Guyana law school for discussion at next CLE meeting

-AG’s Chambers still to supply requested statement on claimed revocation of permission

A month after writing Attorney General (AG) Basil Williams SC for a copy of a statement issued by his office on the claimed about-face by the Council of Legal Educa-tion (CLE) on the establishment of a local law school, the body’s Chair-man says the request is still to be fulfilled.

However, CLE Chair-man Reginald Armour SC also says Guyana’s plans for the establishment of a law school will be discussed at a Council meeting next month.

“The only response I can give you is that… the Law School in Guyana is on the agenda to be discussed in Barbados in the first week in February by the Coun-cil,” Armour said when contacted via telephone by Stabroek News.

Armour is based in Trinidad.

In January last year, the Guyana Government  signed a Memorandum of Understanding (MoU) with the University College of the Caribbean (UCC) and the Law College of the Americas (LAC) for the construction of the JOF Haynes Law School. The approximately US$75 million investment, it was said, would end years of problems that local students have had entering regional law schools to complete their studies.

Since then, Williams has consistently insisted that the project was going ahead and had said that construction would start as soon as the University of Guyana identified a spot at the Turkeyen Campus.

However, in a statement issued on December 9th, 2017, the AG’s Chambers implied that the establishment of the school was in limbo as the CLE was now saying that no permission was ever given to Guyana. Former AG Anil Nandlall and now retired Chancellor of the Judiciary Carl Singh were blamed for the turn of events. Both Nandlall and Singh have since distanced themselves from the issue and denied the claims made by Williams.

Armour subsequently said that he was “very concerned” because the state owned Sunday Chronicle report based on the release contained “a number of very significant inaccuracies.”

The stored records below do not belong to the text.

//! Estimation of the battery capacity electric vehicles can offer for vehicle-to-grid (V2G) and
//! grid-to-vehicle (G2V) services.
//!
//! For each region, the number of EVs available is estimated from the trips starting in the hour
//! of peak electricity demand. The battery capacity of these vehicles, less the capacity already
//! used at the peak hour or reserved for their average state of charge, is the capacity which can
//! be used flexibly.
use crate::input::{deserialise_non_negative, deserialise_proportion};
use crate::region::RegionID;
use crate::units::{Dimensionless, Energy, EnergyPerVehicle, Vehicles};
use anyhow::{Result, ensure};
use indexmap::IndexMap;
use serde::Deserialize;

macro_rules! define_unit_param_default {
    ($name:ident, $type: ty, $value: expr) => {
        fn $name() -> $type {
            <$type>::new($value)
        }
    };
}

define_unit_param_default!(default_nr_ev_per_trip, Dimensionless, 1.0);
define_unit_param_default!(default_v2g_capable_fraction, Dimensionless, 1.0);
define_unit_param_default!(default_average_soc, Dimensionless, 0.5);
define_unit_param_default!(default_battery_capacity, EnergyPerVehicle, 30.0);
define_unit_param_default!(default_safety_margin, Dimensionless, 0.1);

/// V2G capacity per region
pub type RegionCapacityMap = IndexMap<RegionID, Energy>;

/// Assumptions about the EV fleet used when estimating V2G capacity
#[derive(Debug, Deserialize, PartialEq, Clone)]
pub struct V2GAssumptions {
    /// Number of EVs per trip
    #[serde(default = "default_nr_ev_per_trip")]
    #[serde(deserialize_with = "deserialise_non_negative")]
    pub nr_ev_per_trip: Dimensionless,
    /// Fraction of EVs which are capable of V2G and G2V
    #[serde(default = "default_v2g_capable_fraction")]
    #[serde(deserialize_with = "deserialise_proportion")]
    pub v2g_capable_fraction: Dimensionless,
    /// Assumed average state of charge of EVs before the peak hour
    #[serde(default = "default_average_soc")]
    #[serde(deserialize_with = "deserialise_proportion")]
    pub average_soc: Dimensionless,
    /// Average usable battery capacity of an EV (kWh)
    #[serde(default = "default_battery_capacity")]
    #[serde(deserialize_with = "deserialise_non_negative")]
    pub battery_capacity: EnergyPerVehicle,
    /// Safety margin, as a fraction of total battery capacity, which must remain charged
    #[serde(default = "default_safety_margin")]
    #[serde(deserialize_with = "deserialise_proportion")]
    pub safety_margin: Dimensionless,
}

impl Default for V2GAssumptions {
    fn default() -> Self {
        Self {
            nr_ev_per_trip: default_nr_ev_per_trip(),
            v2g_capable_fraction: default_v2g_capable_fraction(),
            average_soc: default_average_soc(),
            battery_capacity: default_battery_capacity(),
            safety_margin: default_safety_margin(),
        }
    }
}

/// Find the hour of peak demand and the demand in that hour.
///
/// If the peak occurs in more than one hour, the first is returned. Returns `None` if `values` is
/// empty.
pub fn find_peak(values: &[f64]) -> Option<(usize, f64)> {
    let (first, rest) = values.split_first()?;
    let mut peak = (0, *first);
    for (hour, value) in rest.iter().enumerate() {
        if *value > peak.1 {
            peak = (hour + 1, *value);
        }
    }

    Some(peak)
}

/// Estimate the flexible battery capacity available for V2G/G2V in each region.
///
/// # Arguments
///
/// * `regions` - The regions, in the same order as the rows of the arrays
/// * `reg_trips_24h` - Number of EV trips starting in each region in each hour
/// * `reg_elec_24h` - Electricity demand (kWh) of each region in each hour
/// * `assumptions` - Assumptions about the EV fleet
///
/// # Returns
///
/// The available capacity for each region (never negative) or an error if the arrays don't match
/// the regions.
pub fn estimate_v2g_capacity(
    regions: &[RegionID],
    reg_trips_24h: &[Vec<f64>],
    reg_elec_24h: &[Vec<f64>],
    assumptions: &V2GAssumptions,
) -> Result<RegionCapacityMap> {
    ensure!(
        reg_trips_24h.len() == regions.len() && reg_elec_24h.len() == regions.len(),
        "Expected trip and electricity data for {} regions (found {} and {})",
        regions.len(),
        reg_trips_24h.len(),
        reg_elec_24h.len()
    );

    regions
        .iter()
        .zip(reg_trips_24h.iter().zip(reg_elec_24h))
        .map(|(region_id, (trips, elec))| {
            ensure!(
                !elec.is_empty() && trips.len() == elec.len(),
                "Trip and electricity data for region {region_id} must cover the same, \
                non-zero number of hours (found {} and {})",
                trips.len(),
                elec.len()
            );

            let capacity = estimate_region_capacity(trips, elec, assumptions);
            Ok((region_id.clone(), capacity))
        })
        .collect()
}

/// Estimate the flexible battery capacity for a single region.
///
/// `trips` and `elec` must be non-empty and of equal length.
fn estimate_region_capacity(trips: &[f64], elec: &[f64], assumptions: &V2GAssumptions) -> Energy {
    // 1. Hour of peak electricity demand
    let (peak_hour, peak_demand) = find_peak(elec).unwrap_or_default();
    let peak_demand = Energy(peak_demand);

    // 2. Number of EVs in the peak hour, estimated from the number of trips
    let max_nr_ev = Vehicles(trips[peak_hour]) * assumptions.nr_ev_per_trip;

    // 3. Battery capacity of all vehicles which can do V2G
    let nr_v2g_ev = max_nr_ev * assumptions.v2g_capable_fraction;
    let mut average_demand_per_vehicle = peak_demand / max_nr_ev;
    if !average_demand_per_vehicle.is_finite() {
        // No vehicles on the road at the peak hour
        average_demand_per_vehicle = EnergyPerVehicle(0.0);
    }
    let peak_demand_v2g = average_demand_per_vehicle * nr_v2g_ev;
    let max_capacity_v2g = nr_v2g_ev * assumptions.battery_capacity;

    // 4. Capacity left over for V2G/G2V
    let safety_margin_capacity = max_capacity_v2g * assumptions.safety_margin;
    let used_capacity_incl_margin = peak_demand_v2g + safety_margin_capacity;

    // Used capacity cannot exceed the demand in the peak hour. NB: this means the safety margin
    // never contributes unless it is negative.
    let used_capacity = if used_capacity_incl_margin > peak_demand_v2g {
        peak_demand_v2g
    } else {
        used_capacity_incl_margin
    };

    let average_soc_capacity = max_capacity_v2g * assumptions.average_soc;
    let available = if used_capacity > average_soc_capacity {
        max_capacity_v2g - used_capacity
    } else {
        max_capacity_v2g - average_soc_capacity
    };

    if available > Energy(0.0) {
        available
    } else {
        Energy(0.0)
    }
}

#[cfg(test)]
mod tests {
    use super::*;
    use crate::fixture::assert_error;
    use float_cmp::assert_approx_eq;
    use rstest::rstest;

    fn region_ids(ids: &[&str]) -> Vec<RegionID> {
        ids.iter().map(|id| RegionID::new(id)).collect()
    }

    #[test]
    fn test_estimate_v2g_capacity() {
        let regions = region_ids(&["A", "B", "C"]);
        let trips = vec![vec![0.0, 10.0, 0.0], vec![5.0, 0.0, 5.0], vec![2.0, 2.0, 0.0]];
        let elec = trips.clone();

        let capacity =
            estimate_v2g_capacity(&regions, &trips, &elec, &V2GAssumptions::default()).unwrap();
        assert!(capacity.keys().eq(regions.iter()));
        assert_eq!(
            capacity.values().copied().collect::<Vec<_>>(),
            [Energy(150.0), Energy(75.0), Energy(30.0)]
        );
    }

    #[rstest]
    #[case(&[0.0, 10.0, 0.0], &[0.0, 10.0, 0.0], 150.0)] // Limited by average SOC
    #[case(&[10.0], &[200.0], 100.0)] // Limited by demand at peak hour
    #[case(&[10.0], &[500.0], 0.0)] // Demand exceeds total capacity
    #[case(&[0.0, 0.0], &[3.0, 1.0], 0.0)] // No trips at peak hour
    #[case(&[4.0, 0.0], &[0.0, 0.0], 60.0)] // No demand: peak is first hour
    #[case(&[1.0, 0.0, 9.0], &[5.0, 0.0, 5.0], 15.0)] // Tie broken by first hour
    fn test_estimate_region_capacity(
        #[case] trips: &[f64],
        #[case] elec: &[f64],
        #[case] expected: f64,
    ) {
        let capacity = estimate_region_capacity(trips, elec, &V2GAssumptions::default());
        assert_approx_eq!(Energy, capacity, Energy(expected));
    }

    #[test]
    fn test_estimate_region_capacity_assumptions() {
        let assumptions = V2GAssumptions {
            nr_ev_per_trip: Dimensionless(2.0),
            v2g_capable_fraction: Dimensionless(0.5),
            average_soc: Dimensionless(0.25),
            battery_capacity: EnergyPerVehicle(40.0),
            safety_margin: Dimensionless(0.0),
        };

        // 10 EVs, 5 with V2G, 200 kWh capacity, 50 kWh needed for SOC, 30 kWh used at peak
        let capacity = estimate_region_capacity(&[5.0], &[60.0], &assumptions);
        assert_approx_eq!(Energy, capacity, Energy(150.0));

        // Used capacity above the SOC floor
        let capacity = estimate_region_capacity(&[5.0], &[240.0], &assumptions);
        assert_approx_eq!(Energy, capacity, Energy(80.0));
    }

    #[rstest]
    #[case(&[0.0, 10.0, 0.0], Some((1, 10.0)))]
    #[case(&[5.0, 0.0, 5.0], Some((0, 5.0)))]
    #[case(&[-1.0, -2.0], Some((0, -1.0)))]
    #[case(&[], None)]
    fn test_find_peak(#[case] values: &[f64], #[case] expected: Option<(usize, f64)>) {
        assert_eq!(find_peak(values), expected);
    }

    #[test]
    fn test_capacity_never_negative() {
        let assumptions = V2GAssumptions::default();
        for trips in [0.0, 0.5, 1.0, 7.0, 100.0] {
            for demand in [0.0, 1.0, 15.0, 150.0, 1e6] {
                let capacity =
                    estimate_region_capacity(&[trips, 1.0], &[demand, 0.0], &assumptions);
                assert!(capacity >= Energy(0.0));
                if trips == 0.0 {
                    assert_eq!(capacity, Energy(0.0));
                }
            }
        }
    }

    #[test]
    fn test_estimate_v2g_capacity_region_mismatch() {
        let regions = region_ids(&["A", "B"]);
        let rows = vec![vec![1.0, 2.0]];
        assert_error!(
            estimate_v2g_capacity(&regions, &rows, &rows, &V2GAssumptions::default()),
            "Expected trip and electricity data for 2 regions (found 1 and 1)"
        );
    }

    #[rstest]
    #[case(vec![1.0], vec![1.0, 2.0])]
    #[case(vec![], vec![])]
    fn test_estimate_v2g_capacity_hour_mismatch(#[case] trips: Vec<f64>, #[case] elec: Vec<f64>) {
        let regions = region_ids(&["A"]);
        assert!(
            estimate_v2g_capacity(&regions, &[trips], &[elec], &V2GAssumptions::default())
                .is_err()
        );
    }

    #[test]
    fn test_v2g_assumptions_deserialise() {
        let assumptions: V2GAssumptions = toml::from_str("").unwrap();
        assert_eq!(assumptions, V2GAssumptions::default());

        let assumptions: V2GAssumptions =
            toml::from_str("battery_capacity = 60.0\naverage_soc = 0.8").unwrap();
        assert_eq!(assumptions.battery_capacity, EnergyPerVehicle(60.0));
        assert_eq!(assumptions.average_soc, Dimensionless(0.8));
        assert_eq!(assumptions.safety_margin, Dimensionless(0.1));

        assert!(toml::from_str::<V2GAssumptions>("average_soc = 1.5").is_err());
        assert!(toml::from_str::<V2GAssumptions>("battery_capacity = -30.0").is_err());
    }
}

He had related to this newspaper on December 11th that he wrote to Williams asking for a copy of the press release that the newspaper had referred to.

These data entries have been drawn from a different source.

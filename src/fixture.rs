//! Fixtures for tests

use crate::load_profile::{HOURS_PER_DAY, LoadProfile, YearShape};
use crate::region::{Region, RegionID, RegionMap};
use rstest::fixture;

/// Assert that an error with the given message occurs
macro_rules! assert_error {
    ($result:expr, $msg:expr) => {
        assert_eq!(
            $result.unwrap_err().chain().next().unwrap().to_string(),
            $msg
        );
    };
}
pub(crate) use assert_error;

#[fixture]
pub fn region_ids() -> Vec<RegionID> {
    vec!["GBR".into(), "USA".into()]
}

#[fixture]
pub fn regions(region_ids: Vec<RegionID>) -> RegionMap {
    region_ids
        .into_iter()
        .map(|id| {
            let region = Region {
                id: id.clone(),
                description: format!("Region {id}"),
            };
            (id, region)
        })
        .collect()
}

/// A profile spreading energy evenly over every hour of the year
#[fixture]
pub fn base_profile() -> LoadProfile {
    LoadProfile {
        id: "av_lp_2015".into(),
        year: 2015,
        shape_yd: vec![1.0 / 365.0; 365],
        shape_yh: YearShape::flat(),
    }
}

/// A profile where the energy used in each hour of the day is proportional to the hour
#[fixture]
pub fn end_profile() -> LoadProfile {
    let total: f64 = (0..HOURS_PER_DAY).map(|hour| hour as f64).sum();
    let shape_dh = std::array::from_fn(|hour| hour as f64 / total);
    LoadProfile::from_daily_shape("av_lp_2050".into(), 2050, &shape_dh)
}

Armour stressed that he intended to correct the inaccuracies of the newspaper report but “wanted to see what it is that the Attorney General said… while I consider the terms which I will use to correct the inaccuracies.”

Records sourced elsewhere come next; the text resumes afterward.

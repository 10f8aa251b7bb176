//! Provides the main entry point to the program.
use anyhow::Result;
use evflex::cli::run_cli;

fn main() -> Result<()> {
    human_panic::setup_panic!();

    run_cli()
}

Further, he said that because of the history and the fact that the matter has been “carefully documented” as recent as at a CLE meeting which took place in Trinidad in September last year, he needed to see firsthand what Williams said.

His response, he had explained, will be cross-referenced with what the Attorney General has said against the CLE’s records of the facts.

According to the CLE Chairman, he did not want to preempt or assume that the AG was correctly quoted or referred to.

“What I can say categorically is that there are a number of very serious significant inaccuracies in the Sunday Chronicle report. Beyond that I don’t want to say anything further. I want to first see what the Attorney General said in his press statement. I am concerned,” he reiterated.

Stabroek News asked Armour on Monday whether he had received a copy of the release as was requested. He responded in the negative. “No, I have not received anything from Mr. Williams. That is as much as I am prepared to say at the moment. The Council will be dealing with the matter,” he stressed.

The release issued by the AG’s Chambers had said Armour was relying on a report of a Review Committee, which included Singh, to now say that the CLE never gave permission to Guyana to establish its own law school.

It also informed that while efforts were being made to have a feasibility study done, Armour was yet to formally honour Guyana’s request for the criteria to operate a law school and has raised some other purported concerns of the Review Committee.